Doc: Well... I ain't really thought about it that much. Me an' Big Dave go back to maybe when we were 15 or 16, so we've played together for years. I moved around the country a lot since I was about 20 and he took off for somewhere when he was about 19 or so. I lived all over the place and he lived all over the place. We mighta seen each other maybe once a year, IF that, for a long time. But we'd always have our guitars, and when we got together, it'd be based around that.

He's good on guitar, and he sings pretty good,  and I like to listen. He knows a bunch of songs what I don't even know the words to, so I ain't gonna sing 'em and mess him up. So he sings, and I back him up.

Tondeleo: But why the bass, always the bass when you and Big Dave get together? 

Doc: I play regular guitar 90 percent of the time when I'm playin' music. When I'm travelin, I take a acoustic guitar or a 'lectric an' small amp. You can't sit out on the sidewalks busking and do very much with a bass. With a bass, you always need electric, and if you ain't got it, you're dead in the water. So I take an acoustic most of the time.

Plus, Tondy, I'm better on bass than on regular and I like it better. But I don't get to play it much. We got a real good bass player in the Holy Ghost Band. Jay plays a 6 string bass. Other'n that, I have a couple of home made guitars what has two bass strings and four regular strings, and I play those if we're out and our bass player can't make it.  

Tondeleo: Tell me a bit about playing those guitars with the two bass strings. How is that done? Where do you get guitars like that?

Doc:  Well, the first one I made was because I needed to play somewhere and they wanted electric, not acoustic, and I wanted to have a fuller sound, you know, with more bottom end. I was wonderin' how I was gonna compete with the other people playin' who had a whole band.

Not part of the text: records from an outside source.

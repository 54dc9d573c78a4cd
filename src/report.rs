//! JUnit report model built from findings

use crate::finding::{Finding, Severity};

/// Name of the synthetic case emitted when lint found nothing.
///
/// CI dashboards treat zero test cases as "no tests were executed"; the
/// synthetic passing case signals "lint ran clean" instead.
pub const CLEAN_CASE_NAME: &str = "no_yamllint_errors";

/// How a non-passing test case is rendered in the JUnit document
#[derive(Debug, Clone, Copy, PartialEq, Eq)]
pub enum StatusKind {
    /// Rendered as a `<failure>` child element
    Failure,
    /// Rendered as a `<skipped>` child element
    Skipped,
}

impl StatusKind {
    /// XML element name for this status
    pub fn element_name(&self) -> &'static str {
        match self {
            StatusKind::Failure => "failure",
            StatusKind::Skipped => "skipped",
        }
    }
}

/// Failure/skipped payload attached to a test case
#[derive(Debug, Clone, PartialEq, Eq)]
pub struct CaseStatus {
    pub kind: StatusKind,
    pub file: String,
    pub line: u64,
    /// `[<line>:<column>] <message>`, used as both the message attribute
    /// and the element body
    pub text: String,
}

/// One JUnit test case
#[derive(Debug, Clone, PartialEq, Eq)]
pub struct TestCase {
    pub name: String,
    /// `None` for the synthetic passing case
    pub status: Option<CaseStatus>,
}

impl TestCase {
    fn from_finding(finding: &Finding) -> Self {
        let kind = match finding.severity {
            Severity::Warning => StatusKind::Skipped,
            Severity::Error => StatusKind::Failure,
        };
        Self {
            name: finding.file.clone(),
            status: Some(CaseStatus {
                kind,
                file: finding.file.clone(),
                line: finding.line,
                text: finding.display_text(),
            }),
        }
    }
}

/// Aggregated report for one converter run
#[derive(Debug, Clone, PartialEq, Eq)]
pub struct SuiteReport {
    /// Configured test-suite name
    pub name: String,
    /// Test cases in input order
    pub cases: Vec<TestCase>,
    /// Total cases; forced to 1 in the zero-findings case
    pub test_count: usize,
    /// Cases with a failure status
    pub error_count: usize,
    /// Cases with a skipped status
    pub skipped_count: usize,
}

impl SuiteReport {
    /// Fold findings into a report, preserving input order.
    ///
    /// Every finding maps to exactly one failure or skipped case, so
    /// `error_count + skipped_count == test_count` whenever findings exist.
    pub fn from_findings(name: &str, findings: &[Finding]) -> Self {
        if findings.is_empty() {
            return Self {
                name: name.to_string(),
                cases: vec![TestCase {
                    name: CLEAN_CASE_NAME.to_string(),
                    status: None,
                }],
                test_count: 1,
                error_count: 0,
                skipped_count: 0,
            };
        }

        let cases: Vec<TestCase> = findings.iter().map(TestCase::from_finding).collect();
        let skipped_count = cases
            .iter()
            .filter(|c| matches!(&c.status, Some(s) if s.kind == StatusKind::Skipped))
            .count();
        Self {
            name: name.to_string(),
            test_count: cases.len(),
            error_count: cases.len() - skipped_count,
            skipped_count,
            cases,
        }
    }

    /// Check if any case carries a failure status
    pub fn has_failures(&self) -> bool {
        self.error_count > 0
    }
}
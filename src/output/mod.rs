//! Report serialization and writing

mod junit;

pub use junit::JUnitFormatter;

use crate::report::SuiteReport;
use log::debug;
use std::fs;
use std::io::{self, Write};
use std::path::Path;

/// Serialize the report and write it to `path`, echoing the identical
/// bytes to stdout when `verbose` is set.
///
/// The whole document is built in memory before the destination is opened,
/// so a failed run never leaves a truncated report behind from this
/// process.
pub fn write_report(report: &SuiteReport, path: &Path, verbose: bool) -> io::Result<()> {
    let xml = JUnitFormatter::new().format(report);
    fs::write(path, xml.as_bytes())?;
    debug!("wrote {} bytes to {}", xml.len(), path.display());

    if verbose {
        io::stdout().write_all(xml.as_bytes())?;
    }
    Ok(())
}

#[cfg(test)]
mod tests {
    use super::*;
    use tempfile::tempdir;

    #[test]
    fn test_write_report_creates_file() {
        let dir = tempdir().unwrap();
        let path = dir.path().join("report.xml");
        let report = SuiteReport::from_findings("yamllint", &[]);

        write_report(&report, &path, false).unwrap();

        let written = fs::read_to_string(&path).unwrap();
        assert_eq!(written, JUnitFormatter::new().format(&report));
    }

    #[test]
    fn test_write_report_bad_destination() {
        let report = SuiteReport::from_findings("yamllint", &[]);
        let result = write_report(&report, Path::new("no/such/dir/report.xml"), false);
        assert!(result.is_err());
    }
}
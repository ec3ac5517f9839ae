//! Domain models for Aasha

use chrono::{DateTime, NaiveDate, Utc};
use serde::{Deserialize, Serialize};

/// A single mood selection
#[derive(Debug, Clone, Copy, PartialEq, Eq, Serialize, Deserialize)]
#[serde(rename_all = "lowercase")]
pub enum Mood {
    Happy,
    Content,
    Neutral,
    Sad,
    Stressed,
}

impl Mood {
    pub fn as_str(&self) -> &'static str {
        match self {
            Self::Happy => "happy",
            Self::Content => "content",
            Self::Neutral => "neutral",
            Self::Sad => "sad",
            Self::Stressed => "stressed",
        }
    }

    /// Fixed numeric score used for averaging (stressed=1 .. happy=5)
    pub fn score(&self) -> u8 {
        match self {
            Self::Stressed => 1,
            Self::Sad => 2,
            Self::Neutral => 3,
            Self::Content => 4,
            Self::Happy => 5,
        }
    }

    /// Display emoji for chart axes and CLI output
    pub fn emoji(&self) -> &'static str {
        match self {
            Self::Stressed => "😟",
            Self::Sad => "😔",
            Self::Neutral => "😐",
            Self::Content => "😌",
            Self::Happy => "😊",
        }
    }
}

impl std::str::FromStr for Mood {
    type Err = String;

    fn from_str(s: &str) -> std::result::Result<Self, Self::Err> {
        match s.to_lowercase().as_str() {
            "happy" => Ok(Self::Happy),
            "content" => Ok(Self::Content),
            "neutral" => Ok(Self::Neutral),
            "sad" => Ok(Self::Sad),
            "stressed" => Ok(Self::Stressed),
            _ => Err(format!("Unknown mood: {}", s)),
        }
    }
}

impl std::fmt::Display for Mood {
    fn fmt(&self, f: &mut std::fmt::Formatter<'_>) -> std::fmt::Result {
        write!(f, "{}", self.as_str())
    }
}

/// One calendar-day mood selection
///
/// The history keeps at most one entry per date; selecting a mood again
/// on the same day replaces that day's entry.
#[derive(Debug, Clone, Copy, PartialEq, Eq, Serialize, Deserialize)]
pub struct MoodEntry {
    pub date: NaiveDate,
    pub mood: Mood,
}

/// One free-text reflection with a timestamp
///
/// Journal entries are append-only: never edited or deleted once created.
#[derive(Debug, Clone, Serialize, Deserialize)]
pub struct JournalEntry {
    pub id: String,
    pub date: DateTime<Utc>,
    pub text: String,
    #[serde(skip_serializing_if = "Option::is_none")]
    pub mood: Option<Mood>,
    #[serde(skip_serializing_if = "Option::is_none")]
    pub tags: Option<Vec<String>>,
}

/// The single mutable user profile
#[derive(Debug, Clone, Serialize, Deserialize)]
pub struct UserProfile {
    pub name: String,
    pub bio: String,
    #[serde(skip_serializing_if = "Option::is_none")]
    pub avatar: Option<String>,
}

/// Who authored a chat message
#[derive(Debug, Clone, Copy, PartialEq, Eq, Serialize, Deserialize)]
#[serde(rename_all = "lowercase")]
pub enum ChatRole {
    User,
    Model,
}

impl ChatRole {
    pub fn as_str(&self) -> &'static str {
        match self {
            Self::User => "user",
            Self::Model => "model",
        }
    }
}

impl std::fmt::Display for ChatRole {
    fn fmt(&self, f: &mut std::fmt::Formatter<'_>) -> std::fmt::Result {
        write!(f, "{}", self.as_str())
    }
}

/// One message in a companion conversation
#[derive(Debug, Clone, Serialize, Deserialize)]
pub struct ChatMessage {
    pub id: String,
    pub role: ChatRole,
    pub text: String,
}

impl ChatMessage {
    pub fn new(role: ChatRole, text: impl Into<String>) -> Self {
        Self {
            id: uuid::Uuid::new_v4().to_string(),
            role,
            text: text.into(),
        }
    }
}

/// A daily check-in reminder
#[derive(Debug, Clone, Serialize, Deserialize)]
pub struct Reminder {
    pub id: String,
    pub label: String,
    /// Local wall-clock time as "HH:MM"
    pub time: String,
    pub enabled: bool,
}

/// An anonymized peer story
#[derive(Debug, Clone, Serialize, Deserialize)]
pub struct Story {
    pub id: i64,
    pub title: String,
    pub snippet: String,
    pub author: String,
}

/// A guided growth pathway
#[derive(Debug, Clone, Serialize, Deserialize)]
pub struct GrowthPathway {
    pub id: i64,
    pub title: String,
    pub description: String,
    pub category: String,
}

/// Emotional state a comfort activity is aimed at
#[derive(Debug, Clone, Copy, PartialEq, Eq, Serialize, Deserialize)]
#[serde(rename_all = "lowercase")]
pub enum ActivityCategory {
    Anxious,
    Stressed,
    Calm,
    Overwhelmed,
}

impl ActivityCategory {
    pub fn as_str(&self) -> &'static str {
        match self {
            Self::Anxious => "anxious",
            Self::Stressed => "stressed",
            Self::Calm => "calm",
            Self::Overwhelmed => "overwhelmed",
        }
    }
}

impl std::fmt::Display for ActivityCategory {
    fn fmt(&self, f: &mut std::fmt::Formatter<'_>) -> std::fmt::Result {
        write!(f, "{}", self.as_str())
    }
}

/// A short guided comfort activity
#[derive(Debug, Clone, Serialize, Deserialize)]
pub struct Activity {
    pub id: String,
    pub title: String,
    pub duration: String,
    pub description: String,
    pub category: ActivityCategory,
}
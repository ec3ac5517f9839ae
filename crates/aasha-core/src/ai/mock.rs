//! Mock backend for testing
//!
//! Returns a canned empathetic reply without any network access. Useful
//! for unit tests and for running the server or CLI without credentials.

use async_trait::async_trait;

use crate::error::Result;
use crate::models::ChatMessage;

use super::CompanionBackend;

/// Mock companion backend
#[derive(Clone)]
pub struct MockBackend {
    /// Whether health_check should return true
    pub healthy: bool,
}

impl Default for MockBackend {
    fn default() -> Self {
        Self::new()
    }
}

impl MockBackend {
    /// Create a new mock backend (healthy by default)
    pub fn new() -> Self {
        Self { healthy: true }
    }

    /// Create an unhealthy mock backend
    pub fn unhealthy() -> Self {
        Self { healthy: false }
    }
}

#[async_trait]
impl CompanionBackend for MockBackend {
    async fn reply(
        &self,
        message: &str,
        history: &[ChatMessage],
        context: Option<&str>,
    ) -> Result<String> {
        // Echo enough of the input that tests can assert plumbing worked
        let mut reply = format!("I hear you. You said: \"{}\".", message);
        if !history.is_empty() {
            reply.push_str(&format!(" We've exchanged {} messages so far.", history.len()));
        }
        if context.is_some() {
            reply.push_str(" Thank you for letting me know how things have been.");
        }
        Ok(reply)
    }

    async fn health_check(&self) -> bool {
        self.healthy
    }

    fn model(&self) -> &str {
        "mock"
    }

    fn host(&self) -> &str {
        "mock://localhost"
    }
}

I was asleep and the idea came to me to drill out the holes on the tuners and the bridge on a regular guitar and put bass strings on it.It didn't cost me one dime. A broke man has to be a creative man. So I got up and went out to the shop and did it. Later, I did that to a couple of box guitars that I made.

Tondeleo: And how is a guitar like that played?

Doc: Well, it sounds stupid playin' it with a flat pick. Sounds muddy. But I play with a thumb pick and my fingers, or just with my thumb and fingers, playin' a bass line with my thumb and  the rhythm part with my fingers. It ain't that hard, really. I mean, if I can do it, it can't be that hard. And it adds some good bottom end to the sound.

Tondeleo: But you prefer to play just a regular bass?

Doc: Yeah, really I do. But nobody wants to hear a man sing while companyin' himself on a bass guitar! So when Big Dave is in the area, It's a good break for me. I like hangin' out with him and hearin' his stories, and I like hearin' his songs, an' I like just kickin' back an' not being out front, just backin' him up an' playin' bass. It's like goin' on a vacation. Well, to me it is.  I ain't got the money for a real vacation. Never have.